According to component process models, the brain carries out multiple evaluative processes in decision-making, each with distinct but related functions [14][17]. Neuroimaging research has shown that different neural regions or different sub-parts of even the same region contribute to these processes. One crucial region involved in a host of these processes is medial orbitofrontal cortex (mOFC). However, a nuanced understanding of the processes carried out in the sub-parts of this heterogeneous brain region is in its early stage. One hypothesis regarding OFC function is that complexity of processing increases along an anterior/posterior gradient in mOFC, such that more posterior areas contribute to simpler processes or representations, whereas more anterior areas are capable of more complex and abstracted processes [18], [19]. According to this view, posterior areas may represent learned stimulus-value associations, whereas more anterior regions support more contextualized representations of value. Lending support to this perspective, Cunningham, Kesek, and Mowrer [5], demonstrated dissociations in stimulus- versus outcome-related processing within mOFC. In a decision task consisting of a series of gambles that participants accepted or rejected, a region of posterior OFC responded to stimulus values, or potential gains regardless of the outcomes that occurred, whereas a region of anterior OFC responded to outcome values, positive outcomes with respect to the choices participants made (both accepting gains and avoiding losses; see also Kim and colleagues [13], Wunderlich et al. [20]).
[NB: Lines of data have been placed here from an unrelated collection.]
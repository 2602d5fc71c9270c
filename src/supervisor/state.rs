//! Task record state
//!
//! The observable state of one task executing on one worker node.

use std::fmt;

use chrono::{DateTime, NaiveDateTime, TimeZone, Utc};
use serde::{Deserialize, Deserializer, Serialize};

/// Default number of probes per task: 100% in steps of 0.8%
pub const DEFAULT_STEP_BUDGET: u32 = 125;

/// Local wall-clock format found in older snapshot files
const LEGACY_TIME_FORMAT: &str = "%Y-%m-%d %H:%M:%S";

// ─────────────────────────────────────────────────────────────────
// Task Status
// ─────────────────────────────────────────────────────────────────

/// Lifecycle status of a task on one node
#[derive(Debug, Clone, Copy, PartialEq, Eq, Hash, Serialize, Deserialize)]
#[serde(rename_all = "lowercase")]
pub enum TaskStatus {
    /// Record exists, runner not yet iterating
    Created,
    /// Runner is probing the worker
    Running,
    /// Stop requested by the caller
    Stop,
    /// Budget exhausted and finish notice acknowledged
    Completed,
    /// Finish notice not acknowledged
    Failed,
}

impl Default for TaskStatus {
    fn default() -> Self {
        TaskStatus::Created
    }
}

impl TaskStatus {
    /// Whether the status can no longer change through the runner
    pub fn is_terminal(&self) -> bool {
        matches!(self, TaskStatus::Stop | TaskStatus::Completed | TaskStatus::Failed)
    }

    pub fn as_str(&self) -> &'static str {
        match self {
            TaskStatus::Created => "created",
            TaskStatus::Running => "running",
            TaskStatus::Stop => "stop",
            TaskStatus::Completed => "completed",
            TaskStatus::Failed => "failed",
        }
    }
}

impl fmt::Display for TaskStatus {
    fn fmt(&self, f: &mut fmt::Formatter<'_>) -> fmt::Result {
        f.write_str(self.as_str())
    }
}

// ─────────────────────────────────────────────────────────────────
// New Task
// ─────────────────────────────────────────────────────────────────

/// Caller-supplied fields of a task being created
#[derive(Debug, Clone, Default)]
pub struct NewTask {
    pub task_name: String,
    pub task_type: Option<String>,
    pub task_type_name: String,
    pub task_priority: String,
    /// Worker address the runner is bound to
    pub task_destination: Option<String>,
    /// Probe budget recorded on the task
    pub task_total: u32,
}

// ─────────────────────────────────────────────────────────────────
// Task Record
// ─────────────────────────────────────────────────────────────────

/// One task-on-node execution, as observed by callers and persisted in snapshots
#[derive(Debug, Clone, PartialEq, Serialize, Deserialize)]
pub struct TaskRecord {
    #[serde(default)]
    pub task_id: String,

    #[serde(default, alias = "task_node")]
    pub node_id: String,

    #[serde(default)]
    pub task_name: String,

    #[serde(default, skip_serializing_if = "Option::is_none")]
    pub task_type: Option<String>,

    #[serde(default)]
    pub task_type_name: String,

    /// Passed through to the worker, never interpreted here
    #[serde(default)]
    pub task_priority: String,

    #[serde(default, skip_serializing_if = "Option::is_none")]
    pub task_destination: Option<String>,

    #[serde(default)]
    pub task_status: TaskStatus,

    /// Index of the last acknowledged probe
    #[serde(default)]
    pub task_progress: u32,

    /// Probe budget the progress is measured against
    #[serde(default = "default_step_budget")]
    pub task_total: u32,

    #[serde(
        default,
        alias = "creat_time",
        deserialize_with = "deserialize_timestamp",
        skip_serializing_if = "Option::is_none"
    )]
    pub created_at: Option<DateTime<Utc>>,

    #[serde(
        default,
        deserialize_with = "deserialize_timestamp",
        skip_serializing_if = "Option::is_none"
    )]
    pub task_start_time: Option<DateTime<Utc>>,

    #[serde(
        default,
        deserialize_with = "deserialize_timestamp",
        skip_serializing_if = "Option::is_none"
    )]
    pub task_end_time: Option<DateTime<Utc>>,

    /// Keys this version does not know, written back unchanged
    #[serde(flatten)]
    pub extra: serde_json::Map<String, serde_json::Value>,
}

fn default_step_budget() -> u32 {
    DEFAULT_STEP_BUDGET
}

/// Parse an RFC 3339 timestamp, or the legacy `YYYY-MM-DD HH:MM:SS` form read as UTC
fn parse_timestamp(raw: &str) -> Option<DateTime<Utc>> {
    if let Ok(parsed) = DateTime::parse_from_rfc3339(raw) {
        return Some(parsed.with_timezone(&Utc));
    }
    NaiveDateTime::parse_from_str(raw, LEGACY_TIME_FORMAT)
        .ok()
        .map(|naive| Utc.from_utc_datetime(&naive))
}

fn deserialize_timestamp<'de, D>(deserializer: D) -> Result<Option<DateTime<Utc>>, D::Error>
where
    D: Deserializer<'de>,
{
    let raw: Option<String> = Option::deserialize(deserializer)?;
    raw.map(|value| {
        parse_timestamp(&value)
            .ok_or_else(|| serde::de::Error::custom(format!("unrecognized timestamp '{}'", value)))
    })
    .transpose()
}

impl TaskRecord {
    /// Create a fresh record in `created`
    pub fn new(task_id: impl Into<String>, node_id: impl Into<String>, task: NewTask) -> Self {
        Self {
            task_id: task_id.into(),
            node_id: node_id.into(),
            task_name: task.task_name,
            task_type: task.task_type,
            task_type_name: task.task_type_name,
            task_priority: task.task_priority,
            task_destination: task.task_destination,
            task_status: TaskStatus::Created,
            task_progress: 0,
            task_total: if task.task_total == 0 {
                DEFAULT_STEP_BUDGET
            } else {
                task.task_total
            },
            created_at: Some(Utc::now()),
            task_start_time: None,
            task_end_time: None,
            extra: serde_json::Map::new(),
        }
    }

    /// Progress as a percentage of the budget
    pub fn progress_percent(&self) -> f64 {
        if self.task_total == 0 {
            return 0.0;
        }
        f64::from(self.task_progress) / f64::from(self.task_total) * 100.0
    }

    /// Apply a status change, stamping start/end times
    pub(crate) fn apply_status(&mut self, status: TaskStatus) {
        match status {
            TaskStatus::Running => {
                if self.task_start_time.is_none() {
                    self.task_start_time = Some(Utc::now());
                }
            }
            TaskStatus::Stop | TaskStatus::Completed | TaskStatus::Failed => {
                self.task_end_time = Some(Utc::now());
            }
            TaskStatus::Created => {}
        }
        self.task_status = status;
    }

    /// Raise progress to `index`, never lowering it
    pub(crate) fn advance_progress(&mut self, index: u32, total: u32) {
        if total > 0 {
            self.task_total = total;
        }
        let bounded = index.min(self.task_total.saturating_sub(1));
        if bounded > self.task_progress {
            self.task_progress = bounded;
        }
    }
}

// ─────────────────────────────────────────────────────────────────
// Tests
// ─────────────────────────────────────────────────────────────────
More abstracted representations of value allow for reward representations in a common currency [21][23], encoding not only tangible gains and losses but also more symbolic rewards such as social status and moral appropriateness. Medial OFC has been implicated in evaluating rewards along a common metric, similarly processing juice and monetary rewards [24], monetary and social rewards [25], and real and imagined rewards [26]. Chib, Rangel, Shimojo, and O'Doherty [27] showed that a potion of anterior mOFC responded similarly to the value of all types of goods (money, trinkets, and snacks) when participants engaged in a task in which they made purchasing decisions. Taken together, it appears that anterior mOFC may provide an abstracted currency signal. If so, then this region should provide a sense of value for all types of rewarding goods and also rewarding experiences. That is, anterior mOFC should process not only to outcome values that carry tangible benefits as previous research has shown, but also any successful outcome even without monetary or other tangible consequences.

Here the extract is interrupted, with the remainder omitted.